Backend Architecture BE · 07 · 04

Draining and shutdown order: reverse the dependency graph

Draining is more than server.close(): keep-alive sockets must be closed deliberately, and resources must close in reverse dependency order — HTTP server first, datastores last — or in-flight requests hit a closed pool. A guardian timeout force-exits if the drain hangs.

BE Middle ◷ 16 min

Level

FoundationsJuniorMiddleSenior

Routing has drained, SIGTERM has arrived, and your handler calls the one line every tutorial shows: server.close(). You expect the process to wind down and exit. Instead it hangs until the grace period runs out and gets SIGKILLed anyway — and on a different deploy, a handful of requests fail with database-connection-closed errors during the drain. Two separate truths are biting you. First, server.close() stops the server from accepting new connections but does not close the keep-alive connections already open and idle, so those sockets keep the server “busy” and the close callback never fires. Second, when you did manage to shut things down, you closed the database pool in the same breath as the HTTP server — but a request still in flight reached for the pool a moment later and found it gone. Draining cleanly is not one call; it is closing the right things in the right order, and bounding the whole thing so a single stuck request can’t hold the process hostage.
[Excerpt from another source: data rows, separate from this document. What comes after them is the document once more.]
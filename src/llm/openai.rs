//! OpenAI-compatible chat completions client.

use async_trait::async_trait;
use serde::{Deserialize, Serialize};

use super::{ChatMessage, ChatResponse, LlmClient, LlmError, ToolCall, ToolSchema};

/// Client for any `/chat/completions` endpoint speaking the OpenAI wire format.
#[derive(Debug, Clone)]
pub struct OpenAiClient {
    http: reqwest::Client,
    api_key: String,
    base_url: String,
}

impl OpenAiClient {
    pub fn new(api_key: String, base_url: impl Into<String>) -> Self {
        Self {
            http: reqwest::Client::new(),
            api_key,
            base_url: base_url.into(),
        }
    }

    fn completions_url(&self) -> String {
        format!("{}/chat/completions", self.base_url.trim_end_matches('/'))
    }
}

#[derive(Serialize)]
struct CompletionRequest<'a> {
    model: &'a str,
    messages: &'a [ChatMessage],
    #[serde(skip_serializing_if = "Option::is_none")]
    tools: Option<&'a [ToolSchema]>,
}

#[derive(Deserialize)]
struct CompletionResponse {
    #[serde(default)]
    choices: Vec<Choice>,
}

#[derive(Deserialize)]
struct Choice {
    message: ResponseMessage,
    #[serde(default)]
    finish_reason: Option<String>,
}

#[derive(Deserialize)]
struct ResponseMessage {
    #[serde(default)]
    content: Option<String>,
    #[serde(default)]
    tool_calls: Option<Vec<ToolCall>>,
}

#[async_trait]
impl LlmClient for OpenAiClient {
    async fn chat_completion(
        &self,
        model: &str,
        messages: &[ChatMessage],
        tools: Option<&[ToolSchema]>,
    ) -> Result<ChatResponse, LlmError> {
        let request = CompletionRequest {
            model,
            messages,
            // Some providers reject an empty tools array.
            tools: tools.filter(|t| !t.is_empty()),
        };

        tracing::debug!(
            model = model,
            messages = messages.len(),
            "Sending chat completion request"
        );

        let response = self
            .http
            .post(self.completions_url())
            .bearer_auth(&self.api_key)
            .json(&request)
            .send()
            .await?;

        let status = response.status();
        if !status.is_success() {
            let body = response
                .text()
                .await
                .unwrap_or_else(|_| "Unknown".to_string());
            return Err(LlmError::Api {
                status: status.as_u16(),
                body,
            });
        }

        let body: CompletionResponse = response.json().await?;
        parse_first_choice(body)
    }
}

fn parse_first_choice(body: CompletionResponse) -> Result<ChatResponse, LlmError> {
    let choice = body
        .choices
        .into_iter()
        .next()
        .ok_or_else(|| LlmError::InvalidResponse("response contained no choices".to_string()))?;

    Ok(ChatResponse {
        content: choice.message.content,
        tool_calls: choice.message.tool_calls,
        finish_reason: choice.finish_reason,
    })
}
//! Router and request handlers.

use std::sync::Arc;

use axum::{
    extract::{rejection::JsonRejection, State},
    routing::{get, post},
    Json, Router,
};
use tower_http::{cors::CorsLayer, trace::TraceLayer};
use tracing::Instrument;
use uuid::Uuid;

use crate::agent::build_file_agent;
use crate::config::Config;
use crate::llm::LlmClient;

use super::error::ApiError;
use super::types::{AgentRequest, AgentResponse, HealthResponse};

/// Immutable state shared by all requests.
pub struct AppState {
    pub config: Config,
    pub llm: Arc<dyn LlmClient>,
}

impl AppState {
    pub fn new(config: Config, llm: Arc<dyn LlmClient>) -> Self {
        Self { config, llm }
    }
}

pub fn router(state: Arc<AppState>) -> Router {
    Router::new()
        .route("/agent", post(run_agent))
        .route("/health", get(health))
        .layer(TraceLayer::new_for_http())
        .layer(CorsLayer::permissive())
        .with_state(state)
}

/// GET /health
async fn health() -> Json<HealthResponse> {
    Json(HealthResponse {
        status: "ok".to_string(),
        version: env!("CARGO_PKG_VERSION").to_string(),
    })
}

/// POST /agent - build an agent for `root_dir` and run `msg` through it.
async fn run_agent(
    State(state): State<Arc<AppState>>,
    payload: Result<Json<AgentRequest>, JsonRejection>,
) -> Result<Json<AgentResponse>, ApiError> {
    // Syntax, content-type and schema errors all surface as 422 {"detail"}.
    let Json(req) = payload.map_err(|rejection| ApiError::Validation(rejection.body_text()))?;

    if req.msg.trim().is_empty() {
        return Err(ApiError::Validation("msg must not be empty".to_string()));
    }

    let run_id = Uuid::new_v4();
    let span = tracing::info_span!("agent_request", %run_id, root_dir = %req.root_dir);

    let response = execute(&state, req).instrument(span).await?;
    Ok(Json(response))
}

/// Construct the agent and run the instruction. Any failure here is a 500.
async fn execute(state: &AppState, req: AgentRequest) -> Result<AgentResponse, ApiError> {
    tracing::info!("Received instruction: {}", req.msg);

    let agent = build_file_agent(&state.config, state.llm.clone(), Some(&req.root_dir))
        .await
        .map_err(|e| {
            tracing::error!("Failed to build agent: {}", e);
            ApiError::from(e)
        })?;

    let result = agent.run(&req.msg).await.map_err(|e| {
        tracing::error!("Agent run failed: {}", e);
        ApiError::from(e)
    })?;

    tracing::info!(tool_calls = result.steps.len(), "Agent request completed");

    Ok(AgentResponse { msg: result.output })
}
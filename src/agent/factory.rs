//! Builds one agent per request.

use std::path::{Path, PathBuf};
use std::sync::Arc;

use crate::config::Config;
use crate::llm::LlmClient;
use crate::tools::ToolRegistry;

use super::{Agent, AgentError, PromptTemplate};

/// Resolve `root_dir` against `workspace` and check that it is a directory.
///
/// The returned path is canonical; file tools rely on that for confinement.
pub fn resolve_root_dir(workspace: &Path, root_dir: Option<&str>) -> Result<PathBuf, AgentError> {
    let requested = root_dir.unwrap_or("./");
    let candidate = workspace.join(requested);

    let canonical = candidate
        .canonicalize()
        .map_err(|e| AgentError::InvalidRoot {
            path: candidate.clone(),
            reason: e.to_string(),
        })?;

    if !canonical.is_dir() {
        return Err(AgentError::InvalidRoot {
            path: canonical,
            reason: "not a directory".to_string(),
        });
    }

    Ok(canonical)
}

/// Build a file management agent bound to `root_dir`.
///
/// Nothing on disk is touched here; side effects only happen in [`Agent::run`].
pub async fn build_file_agent(
    config: &Config,
    llm: Arc<dyn LlmClient>,
    root_dir: Option<&str>,
) -> Result<Agent, AgentError> {
    let root = resolve_root_dir(&config.workspace_path, root_dir)?;

    let template = match &config.prompt_template_url {
        Some(url) => PromptTemplate::fetch(url).await?,
        None => PromptTemplate::builtin(),
    };

    let tools = ToolRegistry::new();
    let system_prompt = template.render(&root.to_string_lossy(), &tools);

    tracing::debug!(root = %root.display(), model = %config.default_model, "Built file agent");

    Ok(Agent::new(llm, tools, config.default_model.clone(), root, system_prompt)
        .with_max_iterations(config.max_iterations))
}

#[cfg(test)]
mod tests {
    use super::*;
    use crate::llm::{ChatMessage, ChatResponse, LlmError, ToolSchema};
    use async_trait::async_trait;

    struct Unreachable;

    #[async_trait]
    impl LlmClient for Unreachable {
        async fn chat_completion(
            &self,
            _model: &str,
            _messages: &[ChatMessage],
            _tools: Option<&[ToolSchema]>,
        ) -> Result<ChatResponse, LlmError> {
            unreachable!("construction must not call the model")
        }
    }

    #[test]
    fn resolve_root_dir_defaults_to_workspace() {
        let dir = tempfile::tempdir().unwrap();
        let root = resolve_root_dir(dir.path(), None).unwrap();
        assert_eq!(root, dir.path().canonicalize().unwrap());
    }

    #[test]
    fn resolve_root_dir_accepts_relative_and_absolute() {
        let dir = tempfile::tempdir().unwrap();
        std::fs::create_dir(dir.path().join("sub")).unwrap();
        let canonical_sub = dir.path().join("sub").canonicalize().unwrap();

        assert_eq!(resolve_root_dir(dir.path(), Some("sub")).unwrap(), canonical_sub);
        assert_eq!(
            resolve_root_dir(Path::new("/nonexistent"), Some(canonical_sub.to_str().unwrap())).unwrap(),
            canonical_sub
        );
    }

    #[test]
    fn resolve_root_dir_rejects_missing_and_files() {
        let dir = tempfile::tempdir().unwrap();
        std::fs::write(dir.path().join("plain.txt"), "x").unwrap();

        assert!(matches!(
            resolve_root_dir(dir.path(), Some("missing")),
            Err(AgentError::InvalidRoot { .. })
        ));
        let err = resolve_root_dir(dir.path(), Some("plain.txt")).unwrap_err();
        assert!(err.to_string().contains("not a directory"));
    }

    #[tokio::test]
    async fn build_file_agent_renders_builtin_prompt() {
        let dir = tempfile::tempdir().unwrap();
        let config = Config::new("k".into(), "gpt-4o-mini".into(), dir.path().to_path_buf());

        let agent = build_file_agent(&config, Arc::new(Unreachable), Some("./"))
            .await
            .unwrap();

        let root = dir.path().canonicalize().unwrap();
        assert_eq!(agent.root_dir(), root.as_path());
        assert!(agent
            .system_prompt()
            .contains(&*root.to_string_lossy()));
    }

    #[tokio::test]
    async fn build_file_agent_fails_when_template_unreachable() {
        let dir = tempfile::tempdir().unwrap();
        let mut config = Config::new("k".into(), "m".into(), dir.path().to_path_buf());
        // Port 9 (discard) on localhost is not expected to serve HTTP.
        config.prompt_template_url = Some("http://127.0.0.1:9/template".to_string());

        let err = build_file_agent(&config, Arc::new(Unreachable), None)
            .await
            .err()
            .unwrap();
        assert!(matches!(err, AgentError::Prompt(_)));
    }
}
//! Subtraction kernels. Order-sensitive, so no pair commutes away.

use crate::number::{ComplexValue, Polar, Rectangular};

/// Componentwise difference.
pub(super) fn rect_rect(a: Rectangular, b: Rectangular) -> Rectangular {
    Rectangular::new(a.real() - b.real(), a.imag() - b.imag())
}

pub(super) fn rect_polar(a: Rectangular, b: Polar) -> Rectangular {
    rect_rect(a, b.to_rectangular())
}

pub(super) fn polar_rect(a: Polar, b: Rectangular) -> Rectangular {
    rect_rect(a.to_rectangular(), b)
}

pub(super) fn polar_polar(a: Polar, b: Polar) -> Polar {
    rect_rect(a.to_rectangular(), b.to_rectangular()).to_polar()
}

/// A real subtrahend only touches the real component.
pub(super) fn rect_real(a: Rectangular, b: f64) -> Rectangular {
    Rectangular::new(a.real() - b, a.imag())
}

pub(super) fn real_rect(a: f64, b: Rectangular) -> Rectangular {
    Rectangular::new(a - b.real(), -b.imag())
}

pub(super) fn polar_real(a: Polar, b: f64) -> Polar {
    rect_real(a.to_rectangular(), b).to_polar()
}

pub(super) fn real_polar(a: f64, b: Polar) -> Polar {
    real_rect(a, b.to_rectangular()).to_polar()
}
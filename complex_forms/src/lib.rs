//! Complex-number arithmetic over two coexisting representations.
//!
//! A complex value lives in one of two concrete forms:
//!
//! - [`Rectangular`]: stored as (real, imaginary) components
//! - [`Polar`]: stored as (magnitude, angle), i.e. `m·e^(iθ)`
//!
//! Every binary operation (add, sub, mul, div, pow) is defined for every
//! combination of rectangular, polar, and bare real-scalar operands via
//! the [`Number`] tagged variant. The result representation follows a
//! fixed convention rather than caller request: rectangular, unless the
//! polar form carries through the whole computation (both operands polar,
//! or a polar operand paired with a scalar).
//!
//! Domain irregularities (zero modulus, logarithm of a non-positive real
//! base) are float values, not control flow: everything propagates as
//! IEEE-754 NaN/Inf and no operation returns `Result` or panics.

// Prevent accidental debug output in library code.
#![deny(clippy::print_stderr)]
#![deny(clippy::print_stdout)]

pub mod number;
pub mod ops;

pub use number::{ComplexValue, Number, Polar, Rectangular};
pub use ops::{add, div, mul, pow, sub};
server.close() is necessary but not sufficient

server.close() does exactly one thing: it stops the server from accepting new connections and fires its callback once all existing connections have ended. The trap is keep-alive. HTTP/1.1 keeps connections open by default (and HTTP/2 multiplexes over a long-lived one) so clients can reuse a socket for many requests. After a request finishes, its connection sits idle but open, waiting for the next request. server.close() will not touch those idle keep-alive sockets — from its point of view they are still “active connections” — so the callback never fires and the process hangs until SIGKILL.

The fix is to drain keep-alive deliberately:

Signal clients to stop reusing the socket. Send Connection: close on responses during shutdown, so each client finishes its current request and then reconnects elsewhere (to a healthy instance) instead of holding the socket open.
Force-close idle sockets. Track open connections and destroy the ones that are idle (not mid-request) immediately, while letting active ones finish. Node’s ecosystem wraps this in helpers; the newer runtime exposes server.closeIdleConnections() and server.closeAllConnections() for exactly this.

The goal of draining: every in-flight request gets to finish and respond, and every idle connection is closed promptly so the server can actually reach zero and exit.

Close resources in reverse dependency order

Once the HTTP layer has drained, you tear down the rest — and the order is not arbitrary. The rule is reverse dependency order: shut down in the opposite order you started up, so nothing is pulled out from under something that still needs it. During startup you open the database, then the cache, then start accepting HTTP. During shutdown you reverse it:

Stop the HTTP server / drain in-flight requests — nothing new can arrive, existing requests finish.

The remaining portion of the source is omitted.